ガドリニウム系造影剤は,心筋細胞内には入らず血管内から細胞外液へ速やかに拡散するため,心筋内血流にかかわる情報が信号変化に反映されるのは,造影剤ファーストパス通過による信号立ち上がり期間に限定されるという制約がある。このため,高時間分解能ダイナミック撮像を行って画像を取得する。
●心筋遅延造影
心筋遅延造影は,ガドリニウム系造影剤投与から10~20分経過後にT1強調撮像を実行し,梗塞した心筋を高信号に描出する撮像法である。
T1強調法として,BASGシーケンスに先行して非スライス選択のIRパルスを印加する。IRパルスとBASGシーケンスとの時間間隔TIを正常心筋のnull timeとすることにより,梗塞した心筋を高信号に描画する。

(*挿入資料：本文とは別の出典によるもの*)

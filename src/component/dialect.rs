//! @acp:module "Component Dialects"
//! @acp:summary "Closed set of target frameworks and their surface-syntax descriptors"
//! @acp:domain component
//! @acp:layer model

use std::fmt;
use std::str::FromStr;

use serde::{Deserialize, Serialize};

use crate::error::IconError;

/// @acp:summary "Supported component frameworks"
#[derive(Debug, Clone, Copy, PartialEq, Eq, Hash, Default, Serialize, Deserialize)]
#[serde(rename_all = "lowercase", try_from = "String")]
pub enum Framework {
    #[default]
    React,
    Preact,
    Solid,
}

impl Framework {
    pub fn all() -> &'static [Framework] {
        &[Framework::React, Framework::Preact, Framework::Solid]
    }

    pub fn as_str(&self) -> &'static str {
        match self {
            Framework::React => "react",
            Framework::Preact => "preact",
            Framework::Solid => "solid",
        }
    }
}

impl FromStr for Framework {
    type Err = IconError;

    fn from_str(s: &str) -> Result<Self, Self::Err> {
        match s.to_lowercase().as_str() {
            "react" => Ok(Framework::React),
            "preact" => Ok(Framework::Preact),
            "solid" | "solid-js" => Ok(Framework::Solid),
            _ => Err(IconError::UnsupportedDialect(s.to_string())),
        }
    }
}

impl TryFrom<String> for Framework {
    type Error = IconError;

    fn try_from(value: String) -> Result<Self, Self::Error> {
        value.parse()
    }
}

impl fmt::Display for Framework {
    fn fmt(&self, f: &mut fmt::Formatter<'_>) -> fmt::Result {
        f.write_str(self.as_str())
    }
}

/// How SVG attribute names are spelled in JSX
#[derive(Debug, Clone, Copy, PartialEq, Eq)]
pub enum AttributeCase {
    /// `stroke-width` -> `strokeWidth`, `class` -> `className`
    Camel,
    /// SVG names are kept as written
    Svg,
}

/// @acp:summary "Surface-syntax rules for one framework"
#[derive(Debug)]
pub struct DialectDescriptor {
    pub framework: Framework,
    pub attribute_case: AttributeCase,
    /// Render `style="..."` as an object literal
    pub style_object: bool,
    /// Props type used in typed signatures
    pub props_type: &'static str,
    /// Import that brings `props_type` into scope
    pub type_import: &'static str,
}

static DESCRIPTORS: [DialectDescriptor; 3] = [
    DialectDescriptor {
        framework: Framework::React,
        attribute_case: AttributeCase::Camel,
        style_object: true,
        props_type: "SVGProps<SVGSVGElement>",
        type_import: r#"import type { SVGProps } from "react";"#,
    },
    DialectDescriptor {
        framework: Framework::Preact,
        attribute_case: AttributeCase::Svg,
        style_object: false,
        props_type: "JSX.SVGAttributes<SVGSVGElement>",
        type_import: r#"import type { JSX } from "preact";"#,
    },
    DialectDescriptor {
        framework: Framework::Solid,
        attribute_case: AttributeCase::Svg,
        style_object: false,
        props_type: "JSX.SvgSVGAttributes<SVGSVGElement>",
        type_import: r#"import type { JSX } from "solid-js";"#,
    },
];

/// @acp:summary "A framework plus whether generated code is TypeScript"
#[derive(Debug, Clone, Copy, PartialEq, Eq, Hash)]
pub struct Dialect {
    pub framework: Framework,
    pub typescript: bool,
}

impl Dialect {
    pub fn new(framework: Framework, typescript: bool) -> Self {
        Self {
            framework,
            typescript,
        }
    }

    pub fn descriptor(&self) -> &'static DialectDescriptor {
        DESCRIPTORS
            .iter()
            .find(|d| d.framework == self.framework)
            .unwrap_or(&DESCRIPTORS[0])
    }

    /// Props type for the typed signature, `None` for JavaScript
    pub fn props_type(&self) -> Option<&'static str> {
        self.typescript.then(|| self.descriptor().props_type)
    }

    /// `import type` statement for the typed signature, `None` for JavaScript
    pub fn type_import(&self) -> Option<&'static str> {
        self.typescript.then(|| self.descriptor().type_import)
    }

    /// Extension of files holding JSX (`tsx`/`jsx`)
    pub fn component_extension(&self) -> &'static str {
        if self.typescript {
            "tsx"
        } else {
            "jsx"
        }
    }

    /// Extension of plain modules such as barrels (`ts`/`js`)
    pub fn module_extension(&self) -> &'static str {
        if self.typescript {
            "ts"
        } else {
            "js"
        }
    }
}

#[cfg(test)]
mod tests {
    use super::*;

    #[test]
    fn test_framework_from_str() {
        assert_eq!("React".parse::<Framework>().unwrap(), Framework::React);
        assert_eq!("solid-js".parse::<Framework>().unwrap(), Framework::Solid);

        let err = "vue".parse::<Framework>().unwrap_err();
        assert!(matches!(err, IconError::UnsupportedDialect(ref d) if d == "vue"));
        assert!(err.to_string().contains("vue"));
    }

    #[test]
    fn test_framework_deserialize_rejects_unknown() {
        let framework: Framework = serde_json::from_str("\"preact\"").unwrap();
        assert_eq!(framework, Framework::Preact);

        let err = serde_json::from_str::<Framework>("\"svelte\"").unwrap_err();
        assert!(err.to_string().contains("svelte"));
    }

    #[test]
    fn test_every_framework_has_a_descriptor() {
        for framework in Framework::all() {
            assert_eq!(Dialect::new(*framework, true).descriptor().framework, *framework);
        }
    }

    #[test]
    fn test_untyped_dialect_has_no_props_type() {
        let dialect = Dialect::new(Framework::React, false);
        assert_eq!(dialect.props_type(), None);
        assert_eq!(dialect.type_import(), None);
        assert_eq!(dialect.component_extension(), "jsx");
        assert_eq!(dialect.module_extension(), "js");
    }
}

心筋遅延造影の撮像は,TI-surveyと本撮像に分類される。TI-surveyの目的は,正常心筋のnull timeを判断し,最適なTIを決定することである。その後,TI-surveyで決定したTIを用いて本撮像を行う。
●心筋タギング計測機能
この計測機能は,縦磁化を空間的に変調するプリパルスを適用することで,心筋に低信号の目印(タグ)を付加し,タグの時間変化を計測する機能である。タグが変形する様子から,心筋の局所的な変形を確認することができる。